For all their bluster about bombing the Islamic State into oblivion, NEITHER TRUMP NOR CRUZ
ABROAD THAT CLINTON HAS.   (Let’s read that sentence again.)
Hillary’s record reveals her decades-long cultivation of the military — especially its high-ranking
commanders, the men with the medals. Her affinity for the armed forces is rooted in a lifelong
belief that American intervention does more good than harm and that the writ of the United States
properly reaches, as Bush once put it, into “any dark corner of the world.”  The word is ANY.
Unexpectedly, in the bombastic, testosterone-fueled presidential election of 2016, Hillary Clinton
is the last true hawk left in the race.
Her father, Hugh Rodham, was a staunch Republican and an anticommunist, and she channeled his views. 
She loves the military so much that she claims trying to join the Marines after Yale law school.

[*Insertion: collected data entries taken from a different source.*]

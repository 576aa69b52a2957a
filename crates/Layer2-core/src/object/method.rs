//! Methods and the `Callable` seam
//!
//! A `Method` pairs a name, a `Signature` and a `Visibility` with something
//! callable. Plain methods wrap a closure (`NativeMethod`); the memoizer
//! installs its own `Callable` under the same name, keeping the shape and
//! visibility of the method it replaces.

use memo_foundation::{Error, Result};
use serde_json::Value;
use std::collections::BTreeMap;
use std::fmt;
use std::sync::Arc;

use super::args::{Args, Block};
use super::instance::Instance;
use super::scope::Scope;
use super::signature::{Signature, Visibility};
use crate::memo::WrappedMethodSpec;

/// Closure type of a native method body
pub type MethodBody = Arc<dyn Fn(&Invocation<'_>) -> Result<Value> + Send + Sync>;

/// Where a call is executing
pub struct CallContext<'a> {
    /// The object the method was called on
    pub receiver: &'a Instance,
    /// The scope whose method table holds `method`
    pub owner: &'a Arc<Scope>,
    pub method: &'a Method,
}

/// Something that can run as the body of a method
pub trait Callable: Send + Sync {
    fn call(&self, ctx: &CallContext<'_>, args: Args) -> Result<Value>;

    /// The memoization this callable applies, if it is a memoized wrapper
    fn memoized(&self) -> Option<&Arc<WrappedMethodSpec>> {
        None
    }
}

/// A named entry of a scope's method table
#[derive(Clone)]
pub struct Method {
    name: String,
    signature: Signature,
    visibility: Visibility,
    callable: Arc<dyn Callable>,
}

impl Method {
    pub fn new(
        name: impl Into<String>,
        signature: Signature,
        visibility: Visibility,
        callable: Arc<dyn Callable>,
    ) -> Self {
        Self {
            name: name.into(),
            signature,
            visibility,
            callable,
        }
    }

    /// A method backed by a closure
    pub fn native<F>(
        name: impl Into<String>,
        signature: Signature,
        visibility: Visibility,
        body: F,
    ) -> Self
    where
        F: Fn(&Invocation<'_>) -> Result<Value> + Send + Sync + 'static,
    {
        Self::new(
            name,
            signature,
            visibility,
            Arc::new(NativeMethod {
                body: Arc::new(body),
            }),
        )
    }

    /// Same body under another visibility
    pub fn with_visibility(&self, visibility: Visibility) -> Self {
        Self {
            visibility,
            ..self.clone()
        }
    }

    pub fn name(&self) -> &str {
        &self.name
    }

    pub fn signature(&self) -> &Signature {
        &self.signature
    }

    pub fn visibility(&self) -> Visibility {
        self.visibility
    }

    pub fn memoized_spec(&self) -> Option<&Arc<WrappedMethodSpec>> {
        self.callable.memoized()
    }

    pub fn is_memoized(&self) -> bool {
        self.memoized_spec().is_some()
    }

    /// Run this method on `receiver`, as found in `owner`'s table
    pub fn invoke(&self, receiver: &Instance, owner: &Arc<Scope>, args: Args) -> Result<Value> {
        let ctx = CallContext {
            receiver,
            owner,
            method: self,
        };
        self.callable.call(&ctx, args)
    }
}

impl fmt::Debug for Method {
    fn fmt(&self, f: &mut fmt::Formatter<'_>) -> fmt::Result {
        f.debug_struct("Method")
            .field("name", &self.name)
            .field("signature", &self.signature)
            .field("visibility", &self.visibility)
            .field("memoized", &self.is_memoized())
            .finish()
    }
}

struct NativeMethod {
    body: MethodBody,
}

impl Callable for NativeMethod {
    fn call(&self, ctx: &CallContext<'_>, args: Args) -> Result<Value> {
        let (values, keywords, block) = args.into_parts()?;
        ctx.method
            .signature()
            .check(ctx.method.name(), values.len(), &keywords)?;

        let invocation = Invocation {
            receiver: ctx.receiver,
            owner: ctx.owner,
            name: ctx.method.name(),
            args: &values,
            keywords: &keywords,
            block: block.as_ref(),
        };
        (self.body)(&invocation)
    }
}

/// What a native method body sees: receiver, arguments and dispatch helpers
pub struct Invocation<'a> {
    receiver: &'a Instance,
    owner: &'a Arc<Scope>,
    name: &'a str,
    args: &'a [Value],
    keywords: &'a BTreeMap<String, Value>,
    block: Option<&'a Block>,
}

impl<'a> Invocation<'a> {
    pub fn receiver(&self) -> &'a Instance {
        self.receiver
    }

    pub fn owner(&self) -> &'a Arc<Scope> {
        self.owner
    }

    pub fn name(&self) -> &'a str {
        self.name
    }

    pub fn args(&self) -> &'a [Value] {
        self.args
    }

    pub fn arg(&self, index: usize) -> Option<&'a Value> {
        self.args.get(index)
    }

    /// Positional argument or its default
    pub fn arg_or(&self, index: usize, default: Value) -> Value {
        self.args.get(index).cloned().unwrap_or(default)
    }

    pub fn keywords(&self) -> &'a BTreeMap<String, Value> {
        self.keywords
    }

    pub fn keyword(&self, name: &str) -> Option<&'a Value> {
        self.keywords.get(name)
    }

    /// Typed state of the receiver
    pub fn state<T: 'static>(&self) -> Result<&'a T> {
        self.receiver.state::<T>()
    }

    /// Call another method on `self`, private and protected included
    pub fn call(&self, name: &str, args: Args) -> Result<Value> {
        self.receiver.send(name, args)
    }

    /// Call the next implementation of this method up the ancestor chain
    pub fn call_super(&self, args: Args) -> Result<Value> {
        let (scope, method) = self
            .receiver
            .class()
            .super_method(self.owner, self.name)
            .ok_or_else(|| Error::NoSuperMethod {
                method: self.name.to_string(),
            })?;
        method.invoke(self.receiver, &scope, args)
    }

    /// `super` with the arguments of the current call
    pub fn forward_super(&self) -> Result<Value> {
        let mut args = Args::from_values(self.args.iter().cloned());
        for (name, value) in self.keywords {
            args = args.keyword(name.clone(), value.clone());
        }
        self.call_super(args)
    }

    pub fn block(&self) -> Option<&'a Block> {
        self.block
    }

    pub fn yield_block(&self, values: &[Value]) -> Result<Value> {
        let block = self
            .block
            .ok_or_else(|| Error::InvalidArgument(format!("no block given to {}", self.name)))?;
        block(values)
    }
}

She enjoys hanging out with military personnel, kicking back and drinking beer with them.
In 2002, when Bush was preparing for war in Iraq, the U.S. general in the area was more of a dove
than the newly elected New York senator. He warned her about the risks of an invasion.
It would be like “kicking over a bee’s nest,” he said.
In the Senate Hillary chose to be on the Armed Services committee.  It had long been the preserve
of Republican hawks. But after 9/11, Clinton saw Armed Services as better preparation for her future.
Jack Keane is one of the intellectual architects of the Iraq surge; he is also perhaps the greatest single
influence on the way Hillary Clinton thinks about military issues. He is also a well-compensated
member of the military-industrial complex, sitting on the board of General Dynamics and serving
as a strategic adviser to Academi, the private-security contractor once known as BLACKWATER.
Keane is the resident hawk on Fox News.
Keane, like Clinton, favored more robust (WATCH THAT ORWELLIAN WORD ROBUST) intervention in Syria than Obama did.
In the final days of the Afghanistan debate, Clinton also found herself at odds with her own ambassador
in Kabul, Karl Eikenberry. He, too, held different views than she did on (getting American soldiers killed there). 
He protested that a deeper military involvement in Afghanistan would saddle the United States with
“vastly increased costs and an indefinite, large-scale military role in Afghanistan.”
Much of Eikenberry’s analysis proved smart.  It carried an extra sting because he was a retired
three-star Army general who was the commander in Afghanistan from 2005 to 2007. Clinton was furious.
“There’s no doubt that Hillary Clinton’s more muscular (ORWELL ALERT: MUSCULAR) brand of
American foreign policy is better matched to 2016 than it was to 2008,” said Jake Sullivan,
her top policy adviser at the State Department.
There were good reasons for Clinton to let her inner hawk fly. After the attacks in Paris and San Bernardino, Calif.,
many Americans favored sending ground troops to Iraq or Syria, a remarkable shift from the war-weary sentiment
that prevailed during most of Obama’s presidency.”